One day Dr Chatterjee asks her why and she says,‘You have so much to show me, sir, what can I say.’
~
So Dr Chatterjee is surprised one night when she suddenly seems to step out of her shell and tell him about her plan to go to America. She mentions the names of cities, New York, Pittsburgh, Boston.
‘What if you don’t get through?’ Dr Chatterjee asks.
‘What do you mean, I won’t get through? Maybe not America right away but one day I will go.’
‘How do you know that?’ Dr Chatterjee leads her on.
> ‘Shelley Madam told me that nurses will always be in demand because no one, other than your parents, can take care of you the way they can. Even your wife or husband will have problems once you are very ill. Who is going to clean you up when you wet your bed?

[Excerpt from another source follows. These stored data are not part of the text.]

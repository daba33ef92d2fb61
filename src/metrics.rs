//! In-memory metrics registry.
//!
//! Counters per classification level, duration and process-sample vectors
//! with mean and p95, and a bounded ring of recent execution records for
//! event replay. Blocked and confirmation-required attempts carry zero
//! duration and never feed the duration vector, so latency percentiles
//! reflect real executions only.

use crate::models::{SecurityLevel, TerminationReason};
use chrono::{DateTime, Utc};
use parking_lot::Mutex;
use serde::Serialize;
use std::collections::{BTreeMap, VecDeque};

const RECENT_RING_CAPACITY: usize = 1000;

/// Compact record of one finished execution or attempt, kept in the replay
/// ring.
#[derive(Debug, Clone, Serialize)]
#[serde(rename_all = "camelCase")]
pub struct ExecutionRecord {
    pub timestamp: DateTime<Utc>,
    pub preview: String,
    pub level: SecurityLevel,
    pub duration_ms: u64,
    pub blocked: bool,
    pub truncated: bool,
    pub timed_out: bool,
    #[serde(skip_serializing_if = "Option::is_none")]
    pub exit_code: Option<i32>,
    #[serde(skip_serializing_if = "Option::is_none")]
    pub termination_reason: Option<TerminationReason>,
    pub confirmed: bool,
}

#[derive(Debug, Clone, Serialize)]
#[serde(rename_all = "camelCase")]
pub struct MetricsSnapshot {
    pub total_commands: u64,
    pub by_level: BTreeMap<String, u64>,
    pub blocked: u64,
    pub truncated: u64,
    pub timeouts: u64,
    pub confirmation_required: u64,
    pub duration_samples: u64,
    pub average_duration_ms: f64,
    pub p95_duration_ms: f64,
    pub ps_cpu_samples: u64,
    pub average_ps_cpu_sec: f64,
    pub p95_ps_cpu_sec: f64,
    pub ps_ws_samples: u64,
    pub average_ps_ws_mb: f64,
    pub p95_ps_ws_mb: f64,
    pub last_reset: DateTime<Utc>,
}

#[derive(Debug)]
struct MetricsInner {
    total: u64,
    by_level: BTreeMap<String, u64>,
    blocked: u64,
    truncated: u64,
    timeouts: u64,
    confirmation_required: u64,
    durations_ms: Vec<f64>,
    ps_cpu: Vec<f64>,
    ps_ws: Vec<f64>,
    recent: VecDeque<ExecutionRecord>,
    last_reset: DateTime<Utc>,
}

impl MetricsInner {
    fn fresh() -> Self {
        Self {
            total: 0,
            by_level: BTreeMap::new(),
            blocked: 0,
            truncated: 0,
            timeouts: 0,
            confirmation_required: 0,
            durations_ms: Vec::new(),
            ps_cpu: Vec::new(),
            ps_ws: Vec::new(),
            recent: VecDeque::with_capacity(RECENT_RING_CAPACITY),
            last_reset: Utc::now(),
        }
    }
}

pub struct MetricsRegistry {
    inner: Mutex<MetricsInner>,
}

impl MetricsRegistry {
    pub fn new() -> Self {
        Self {
            inner: Mutex::new(MetricsInner::fresh()),
        }
    }

    /// Record one finished execution or attempt. Only non-zero durations
    /// feed the duration vector.
    pub fn record(&self, rec: ExecutionRecord, ps_cpu: Option<f64>, ps_ws: Option<f64>) {
        let mut inner = self.inner.lock();
        inner.total += 1;
        *inner.by_level.entry(rec.level.to_string()).or_insert(0) += 1;
        if rec.blocked {
            inner.blocked += 1;
        }
        if rec.truncated {
            inner.truncated += 1;
        }
        if rec.duration_ms > 0 {
            inner.durations_ms.push(rec.duration_ms as f64);
        }
        if let Some(cpu) = ps_cpu {
            inner.ps_cpu.push(cpu);
        }
        if let Some(ws) = ps_ws {
            inner.ps_ws.push(ws);
        }
        if inner.recent.len() == RECENT_RING_CAPACITY {
            inner.recent.pop_front();
        }
        inner.recent.push_back(rec);
    }

    pub fn increment_timeout(&self) {
        self.inner.lock().timeouts += 1;
    }

    pub fn increment_confirmation_required(&self) {
        self.inner.lock().confirmation_required += 1;
    }

    /// Point-in-time snapshot; optionally zeroes the registry afterwards.
    pub fn snapshot(&self, reset: bool) -> MetricsSnapshot {
        let mut inner = self.inner.lock();
        let (avg_dur, p95_dur) = mean_p95(&inner.durations_ms);
        let (avg_cpu, p95_cpu) = mean_p95(&inner.ps_cpu);
        let (avg_ws, p95_ws) = mean_p95(&inner.ps_ws);
        let snapshot = MetricsSnapshot {
            total_commands: inner.total,
            by_level: inner.by_level.clone(),
            blocked: inner.blocked,
            truncated: inner.truncated,
            timeouts: inner.timeouts,
            confirmation_required: inner.confirmation_required,
            duration_samples: inner.durations_ms.len() as u64,
            average_duration_ms: avg_dur,
            p95_duration_ms: p95_dur,
            ps_cpu_samples: inner.ps_cpu.len() as u64,
            average_ps_cpu_sec: avg_cpu,
            p95_ps_cpu_sec: p95_cpu,
            ps_ws_samples: inner.ps_ws.len() as u64,
            average_ps_ws_mb: avg_ws,
            p95_ps_ws_mb: p95_ws,
            last_reset: inner.last_reset,
        };
        if reset {
            *inner = MetricsInner::fresh();
        }
        snapshot
    }

    pub fn reset(&self) {
        *self.inner.lock() = MetricsInner::fresh();
    }

    /// Last N records for event replay, oldest first.
    pub fn recent_records(&self, limit: usize) -> Vec<ExecutionRecord> {
        let inner = self.inner.lock();
        inner
            .recent
            .iter()
            .rev()
            .take(limit)
            .rev()
            .cloned()
            .collect()
    }
}

impl Default for MetricsRegistry {
    fn default() -> Self {
        Self::new()
    }
}

/// Mean and p95 of a sample vector. The p95 index is
/// `clamp(floor(0.95 * len) - 1, 0, len - 1)` over the sorted samples,
/// which leans high at low sample counts instead of underestimating.
fn mean_p95(samples: &[f64]) -> (f64, f64) {
    if samples.is_empty() {
        return (0.0, 0.0);
    }
    let mean = samples.iter().sum::<f64>() / samples.len() as f64;

    let mut sorted = samples.to_vec();
    sorted.sort_by(|a, b| a.partial_cmp(b).unwrap_or(std::cmp::Ordering::Equal));
    let len = sorted.len();
    let idx = ((0.95 * len as f64).floor() as isize - 1).clamp(0, len as isize - 1) as usize;
    (mean, sorted[idx])
}

#[cfg(test)]
mod tests {
    use super::*;

    fn record(level: SecurityLevel, duration_ms: u64) -> ExecutionRecord {
        ExecutionRecord {
            timestamp: Utc::now(),
            preview: "test".to_string(),
            level,
            duration_ms,
            blocked: level.is_blocking(),
            truncated: false,
            timed_out: false,
            exit_code: Some(0),
            termination_reason: Some(TerminationReason::Completed),
            confirmed: false,
        }
    }

    #[test]
    fn test_counters_by_level() {
        let m = MetricsRegistry::new();
        m.record(record(SecurityLevel::Safe, 10), None, None);
        m.record(record(SecurityLevel::Safe, 20), None, None);
        m.record(record(SecurityLevel::Risky, 30), None, None);
        let snap = m.snapshot(false);
        assert_eq!(snap.total_commands, 3);
        assert_eq!(snap.by_level.get("SAFE"), Some(&2));
        assert_eq!(snap.by_level.get("RISKY"), Some(&1));
    }

    #[test]
    fn test_zero_durations_excluded_from_percentiles() {
        let m = MetricsRegistry::new();
        m.record(record(SecurityLevel::Safe, 100), None, None);
        let before = m.snapshot(false);

        // A blocked attempt with zero duration must not move the math.
        m.record(record(SecurityLevel::Critical, 0), None, None);
        let after = m.snapshot(false);
        assert_eq!(after.average_duration_ms, before.average_duration_ms);
        assert_eq!(after.p95_duration_ms, before.p95_duration_ms);
        assert_eq!(after.duration_samples, 1);
        assert_eq!(after.blocked, 1);
    }

    #[test]
    fn test_p95_single_sample() {
        let m = MetricsRegistry::new();
        m.record(record(SecurityLevel::Safe, 42), None, None);
        let snap = m.snapshot(false);
        assert_eq!(snap.p95_duration_ms, 42.0);
        assert_eq!(snap.average_duration_ms, 42.0);
    }

    #[test]
    fn test_p95_hundred_samples() {
        let m = MetricsRegistry::new();
        for i in 1..=100 {
            m.record(record(SecurityLevel::Safe, i), None, None);
        }
        let snap = m.snapshot(false);
        // floor(0.95 * 100) - 1 = 94 → the 95th sorted value.
        assert_eq!(snap.p95_duration_ms, 95.0);
        assert_eq!(snap.average_duration_ms, 50.5);
    }

    #[test]
    fn test_snapshot_reset_zeroes_counters() {
        let m = MetricsRegistry::new();
        m.record(record(SecurityLevel::Safe, 10), Some(0.5), Some(12.0));
        m.increment_timeout();
        m.increment_confirmation_required();

        let first = m.snapshot(true);
        assert_eq!(first.total_commands, 1);
        assert_eq!(first.timeouts, 1);

        let second = m.snapshot(false);
        assert_eq!(second.total_commands, 0);
        assert_eq!(second.timeouts, 0);
        assert_eq!(second.confirmation_required, 0);
        assert_eq!(second.duration_samples, 0);
        assert_eq!(second.average_duration_ms, 0.0);
        assert!(second.last_reset >= first.last_reset);
    }

    #[test]
    fn test_ps_samples_tracked_separately() {
        let m = MetricsRegistry::new();
        m.record(record(SecurityLevel::Safe, 10), Some(1.0), Some(50.0));
        m.record(record(SecurityLevel::Safe, 10), Some(3.0), Some(70.0));
        let snap = m.snapshot(false);
        assert_eq!(snap.ps_cpu_samples, 2);
        assert_eq!(snap.average_ps_cpu_sec, 2.0);
        assert_eq!(snap.average_ps_ws_mb, 60.0);
    }

    #[test]
    fn test_recent_ring_is_bounded() {
        let m = MetricsRegistry::new();
        for i in 0..1100 {
            m.record(record(SecurityLevel::Safe, i + 1), None, None);
        }
        let recent = m.recent_records(2000);
        assert_eq!(recent.len(), 1000);
        // Oldest entries were evicted.
        assert_eq!(recent[0].duration_ms, 101);
        assert_eq!(recent.last().unwrap().duration_ms, 1100);
    }
}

‘I will do it, I will do it very well, because I am learning not to smell the smells. I will clean up, give pills on time, do the laundry, scrub the floor, work twelve, fourteen, sixteen hours, and I will smile all those hours. Sir, it doesn’t matter if I do this here or in America because shit, piss, sweat, blood, they all look and smell the same wherever you are, whoever you are. So why not work where I make more money?’
Kalyani has never spoken so much at one time. She is suddenly aware of this, so is Dr Chatterjee. An uncomfortable silence follows which Dr Chatterjee rushes to fill: ‘What about your family, can you leave them here?’
‘Forget family, sir, my family only needs to see me happy and earn so much that my father doesn’t have to cycle the whole day, Pinki can go to school, Ma doesn’t need to work in so many homes.’
‘Where do you live?’
‘From here, I change two buses and then take the Metro.’
‘Tell me your address.’
‘What will you do with my address, sir? You can’t come and visit me there.’
‘Why not?’
‘People like you don’t come there. There is no house, it’s just a row of rooms.’
‘It doesn’t matter, I may get you a few books that will help you in your CL exam.’
‘Bring them to the hospital, Doctor, but if you really wish to get your shoes and trousers dirty, let me write this down: take the bus from here to AIIMS, take the Metro to New City, get off at Sikanderpur. Once you are there, call me on my phone, I will guide you through the lanes.’